**Task description**
Copy whichever lines of the data hold the word "Checks".

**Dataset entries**
----

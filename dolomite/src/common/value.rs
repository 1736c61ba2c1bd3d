use crate::common::document::Document;
use crate::common::object_id::ObjectId;
use std::fmt::{Debug, Display, Formatter};

/// Represents a [Document] value. It can be a simple value like [Value::Int32],
/// [Value::String] or a complex value like [Value::Document] or [Value::Array].
///
/// # Purpose
/// Provides a unified representation for every value the engine can store,
/// filter on, or sort by. The variant set is deliberately closed: the
/// comparator in [crate::common::compare] classifies each variant into
/// exactly one canonical type category, and the query and update engines
/// dispatch on variants rather than runtime type inspection.
///
/// # Variants
/// - MinKey / MaxKey: sort below / above everything else
/// - Null: absence of a value stored explicitly
/// - Int32 / Int64 / Double: the three numeric subtypes, each a distinct
///   comparator category
/// - Symbol / String: text values (Symbol is the legacy text type)
/// - Document: a nested ordered mapping
/// - Array: ordered collection of values
/// - Binary: raw bytes with a subtype tag
/// - ObjectId: 12-byte document identifier
/// - DateTime: milliseconds since the epoch
/// - Timestamp: internal 64-bit timestamp
/// - Regex: an uncompiled pattern plus option flags
///
/// # Usage
/// Create values using the From trait or the `val!` macro:
/// ```text
/// let v1: Value = 42.into();        // Value::Int32
/// let v2 = Value::from("hello");    // Value::String
/// let v3 = val!(3.5);               // Value::Double
/// ```
#[derive(Clone, Default, PartialEq, serde::Serialize, serde::Deserialize)]
pub enum Value {
    /// Sorts before every other value.
    MinKey,
    /// Represents a null value.
    #[default]
    Null,
    /// Represents a boolean value.
    Bool(bool),
    /// Represents a 32-bit integer value.
    Int32(i32),
    /// Represents a 64-bit integer value.
    Int64(i64),
    /// Represents a 64-bit floating point value.
    Double(f64),
    /// Represents a symbol value (legacy text type).
    Symbol(String),
    /// Represents a string value.
    String(String),
    /// Represents a nested document.
    Document(Document),
    /// Represents an array value.
    Array(Vec<Value>),
    /// Represents binary data with a subtype tag. It cannot be text-searched.
    Binary { subtype: u8, data: Vec<u8> },
    /// Represents a document identifier.
    ObjectId(ObjectId),
    /// Represents a point in time as milliseconds since the epoch.
    DateTime(i64),
    /// Represents an internal timestamp value.
    Timestamp(u64),
    /// Represents an uncompiled regular expression.
    Regex { pattern: String, options: String },
    /// Sorts after every other value.
    MaxKey,
}

// `==` is structural: variant and raw contents must match exactly. Query
// semantics (cross-subtype numbers, NaN, prefix arrays) go through
// `compare::equal` instead.

impl Value {
    /// Creates a new [Value] from anything implementing [`Into<Value>`].
    pub fn from<T: Into<Value>>(value: T) -> Value {
        value.into()
    }

    /// Creates a new [Value] from an [Option], mapping [None] to [Value::Null].
    pub fn from_option<T: Into<Value>>(value: Option<T>) -> Value {
        match value {
            Some(v) => v.into(),
            None => Value::Null,
        }
    }

    /// Returns the boolean value if the [Value] is [Value::Bool].
    #[inline]
    pub fn as_bool(&self) -> Option<bool> {
        match self {
            Value::Bool(v) => Some(*v),
            _ => None,
        }
    }

    /// Returns the i32 value if the [Value] is [Value::Int32].
    #[inline]
    pub fn as_i32(&self) -> Option<i32> {
        match self {
            Value::Int32(v) => Some(*v),
            _ => None,
        }
    }

    /// Returns the i64 value if the [Value] is [Value::Int64].
    #[inline]
    pub fn as_i64(&self) -> Option<i64> {
        match self {
            Value::Int64(v) => Some(*v),
            _ => None,
        }
    }

    /// Returns the f64 value if the [Value] is [Value::Double].
    #[inline]
    pub fn as_f64(&self) -> Option<f64> {
        match self {
            Value::Double(v) => Some(*v),
            _ => None,
        }
    }

    /// Widens any numeric variant to i64, when it is integral.
    #[inline]
    pub fn as_integer(&self) -> Option<i64> {
        match self {
            Value::Int32(v) => Some(*v as i64),
            Value::Int64(v) => Some(*v),
            _ => None,
        }
    }

    /// Widens any numeric variant to f64.
    #[inline]
    pub fn as_number(&self) -> Option<f64> {
        match self {
            Value::Int32(v) => Some(*v as f64),
            Value::Int64(v) => Some(*v as f64),
            Value::Double(v) => Some(*v),
            _ => None,
        }
    }

    /// Returns the string value if the [Value] is [Value::String].
    #[inline]
    pub fn as_string(&self) -> Option<&str> {
        match self {
            Value::String(v) => Some(v),
            _ => None,
        }
    }

    /// Returns the nested document if the [Value] is [Value::Document].
    #[inline]
    pub fn as_document(&self) -> Option<&Document> {
        match self {
            Value::Document(v) => Some(v),
            _ => None,
        }
    }

    /// Returns the mutable nested document if the [Value] is [Value::Document].
    #[inline]
    pub fn as_document_mut(&mut self) -> Option<&mut Document> {
        match self {
            Value::Document(v) => Some(v),
            _ => None,
        }
    }

    /// Returns the array if the [Value] is [Value::Array].
    #[inline]
    pub fn as_array(&self) -> Option<&Vec<Value>> {
        match self {
            Value::Array(v) => Some(v),
            _ => None,
        }
    }

    /// Returns the mutable array if the [Value] is [Value::Array].
    #[inline]
    pub fn as_array_mut(&mut self) -> Option<&mut Vec<Value>> {
        match self {
            Value::Array(v) => Some(v),
            _ => None,
        }
    }

    /// Returns the [ObjectId] if the [Value] is [Value::ObjectId].
    #[inline]
    pub fn as_object_id(&self) -> Option<&ObjectId> {
        match self {
            Value::ObjectId(v) => Some(v),
            _ => None,
        }
    }

    /// Checks if the [Value] is [Value::Null].
    #[inline]
    pub fn is_null(&self) -> bool {
        matches!(self, Value::Null)
    }

    /// Checks if the [Value] is any numeric variant.
    #[inline]
    pub fn is_number(&self) -> bool {
        matches!(self, Value::Int32(_) | Value::Int64(_) | Value::Double(_))
    }

    /// Checks if the [Value] is [Value::String].
    #[inline]
    pub fn is_string(&self) -> bool {
        matches!(self, Value::String(_))
    }

    /// Checks if the [Value] is [Value::Document].
    #[inline]
    pub fn is_document(&self) -> bool {
        matches!(self, Value::Document(_))
    }

    /// Checks if the [Value] is [Value::Array].
    #[inline]
    pub fn is_array(&self) -> bool {
        matches!(self, Value::Array(_))
    }

    /// Checks if the [Value] is [Value::Regex].
    #[inline]
    pub fn is_regex(&self) -> bool {
        matches!(self, Value::Regex { .. })
    }

    /// Takes the value, replacing it with [Value::Null].
    pub fn take(&mut self) -> Value {
        std::mem::replace(self, Value::Null)
    }
}

impl Debug for Value {
    fn fmt(&self, f: &mut Formatter<'_>) -> std::fmt::Result {
        match self {
            Value::MinKey => write!(f, "minKey"),
            Value::Null => write!(f, "null"),
            Value::Bool(v) => write!(f, "bool({})", v),
            Value::Int32(v) => write!(f, "int32({})", v),
            Value::Int64(v) => write!(f, "int64({})", v),
            Value::Double(v) => write!(f, "double({})", v),
            Value::Symbol(v) => write!(f, "symbol(\"{}\")", v),
            Value::String(v) => write!(f, "string(\"{}\")", v),
            Value::Document(v) => write!(f, "object({:?})", v),
            Value::Array(v) => {
                write!(f, "array([")?;
                for (i, item) in v.iter().enumerate() {
                    if i > 0 {
                        write!(f, ", ")?;
                    }
                    write!(f, "{:?}", item)?;
                }
                write!(f, "])")
            }
            Value::Binary { subtype, data } => {
                write!(f, "binary(subtype: {}, {} bytes)", subtype, data.len())
            }
            Value::ObjectId(v) => write!(f, "{:?}", v),
            Value::DateTime(v) => write!(f, "dateTime({})", v),
            Value::Timestamp(v) => write!(f, "timestamp({})", v),
            Value::Regex { pattern, options } => write!(f, "regex(/{}/{})", pattern, options),
            Value::MaxKey => write!(f, "maxKey"),
        }
    }
}

impl Display for Value {
    fn fmt(&self, f: &mut Formatter<'_>) -> std::fmt::Result {
        match self {
            Value::MinKey => write!(f, "{{\"$minKey\": 1}}"),
            Value::Null => write!(f, "null"),
            Value::Bool(v) => write!(f, "{}", v),
            Value::Int32(v) => write!(f, "{}", v),
            Value::Int64(v) => write!(f, "{}", v),
            Value::Double(v) => write!(f, "{}", v),
            Value::Symbol(v) => write!(f, "\"{}\"", v),
            Value::String(v) => write!(f, "\"{}\"", v),
            Value::Document(v) => write!(f, "{}", v),
            Value::Array(v) => {
                write!(f, "[")?;
                for (i, item) in v.iter().enumerate() {
                    if i > 0 {
                        write!(f, ", ")?;
                    }
                    write!(f, "{}", item)?;
                }
                write!(f, "]")
            }
            Value::Binary { subtype, data } => {
                write!(f, "{{\"$binary\": {} bytes, \"$type\": {}}}", data.len(), subtype)
            }
            Value::ObjectId(v) => write!(f, "{{\"$oid\": \"{}\"}}", v),
            Value::DateTime(v) => write!(f, "{{\"$date\": {}}}", v),
            Value::Timestamp(v) => write!(f, "{{\"$timestamp\": {}}}", v),
            Value::Regex { pattern, options } => {
                write!(f, "{{\"$regex\": \"{}\", \"$options\": \"{}\"}}", pattern, options)
            }
            Value::MaxKey => write!(f, "{{\"$maxKey\": 1}}"),
        }
    }
}

impl From<bool> for Value {
    #[inline]
    fn from(value: bool) -> Self {
        Value::Bool(value)
    }
}

impl From<i32> for Value {
    #[inline]
    fn from(value: i32) -> Self {
        Value::Int32(value)
    }
}

impl From<i64> for Value {
    #[inline]
    fn from(value: i64) -> Self {
        Value::Int64(value)
    }
}

impl From<f64> for Value {
    #[inline]
    fn from(value: f64) -> Self {
        Value::Double(value)
    }
}

impl From<String> for Value {
    fn from(value: String) -> Self {
        Value::String(value)
    }
}

impl From<&str> for Value {
    fn from(value: &str) -> Self {
        Value::String(value.to_string())
    }
}

impl From<Document> for Value {
    fn from(value: Document) -> Self {
        Value::Document(value)
    }
}

impl From<ObjectId> for Value {
    fn from(value: ObjectId) -> Self {
        Value::ObjectId(value)
    }
}

impl<T> From<Option<T>> for Value
where
    T: Into<Value>,
{
    fn from(value: Option<T>) -> Self {
        match value {
            Some(v) => v.into(),
            None => Value::Null,
        }
    }
}

impl<T> From<Vec<T>> for Value
where
    T: Into<Value>,
{
    fn from(value: Vec<T>) -> Self {
        Value::Array(value.into_iter().map(|v| v.into()).collect())
    }
}

impl From<()> for Value {
    fn from(_: ()) -> Self {
        Value::Null
    }
}

/// A macro to create a [Value] from a given expression.
///
/// # Examples
///
/// ```rust
/// use dolomite::common::Value;
/// use dolomite::val;
///
/// let int_value = val!(42);
/// assert_eq!(int_value, Value::Int32(42));
///
/// let string_value = val!("hello");
/// assert_eq!(string_value, Value::String("hello".to_string()));
/// ```
#[macro_export]
macro_rules! val {
    ($value:expr) => {
        $crate::common::Value::from($value)
    };
}

#[cfg(test)]
mod tests {
    use super::*;

    #[test]
    fn value_from_i32() {
        assert_eq!(Value::from(42i32), Value::Int32(42));
    }

    #[test]
    fn value_from_i64() {
        assert_eq!(Value::from(42i64), Value::Int64(42));
    }

    #[test]
    fn value_from_f64() {
        assert_eq!(Value::from(42.0f64), Value::Double(42.0));
    }

    #[test]
    fn value_from_str() {
        assert_eq!(Value::from("value"), Value::String("value".to_string()));
    }

    #[test]
    fn value_from_vec() {
        assert_eq!(
            Value::from(vec![1, 2]),
            Value::Array(vec![Value::Int32(1), Value::Int32(2)])
        );
    }

    #[test]
    fn value_from_option() {
        assert_eq!(Value::from_option::<i32>(None), Value::Null);
        assert_eq!(Value::from_option(Some(7)), Value::Int32(7));
    }

    #[test]
    fn as_number_widens_all_numerics() {
        assert_eq!(Value::Int32(2).as_number(), Some(2.0));
        assert_eq!(Value::Int64(3).as_number(), Some(3.0));
        assert_eq!(Value::Double(4.5).as_number(), Some(4.5));
        assert_eq!(Value::String("x".into()).as_number(), None);
    }

    #[test]
    fn equality_is_structural() {
        assert_ne!(Value::Int32(1), Value::Int64(1));
        assert_ne!(
            Value::Array(vec![Value::Int32(1)]),
            Value::Array(vec![Value::Int32(1), Value::Int32(2)])
        );
        assert_eq!(Value::Int32(5), Value::Int32(5));
    }

    #[test]
    fn take_leaves_null_behind() {
        let mut value = Value::Int32(9);
        let taken = value.take();
        assert_eq!(taken, Value::Int32(9));
        assert!(value.is_null());
    }

    #[test]
    fn val_macro_converts() {
        assert_eq!(val!(true), Value::Bool(true));
        assert_eq!(val!(1.25), Value::Double(1.25));
    }
}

----

**Task response**
    /// Checks if the [Value] is [Value::Null].
    /// Checks if the [Value] is any numeric variant.
    /// Checks if the [Value] is [Value::String].
    /// Checks if the [Value] is [Value::Document].
    /// Checks if the [Value] is [Value::Array].
    /// Checks if the [Value] is [Value::Regex].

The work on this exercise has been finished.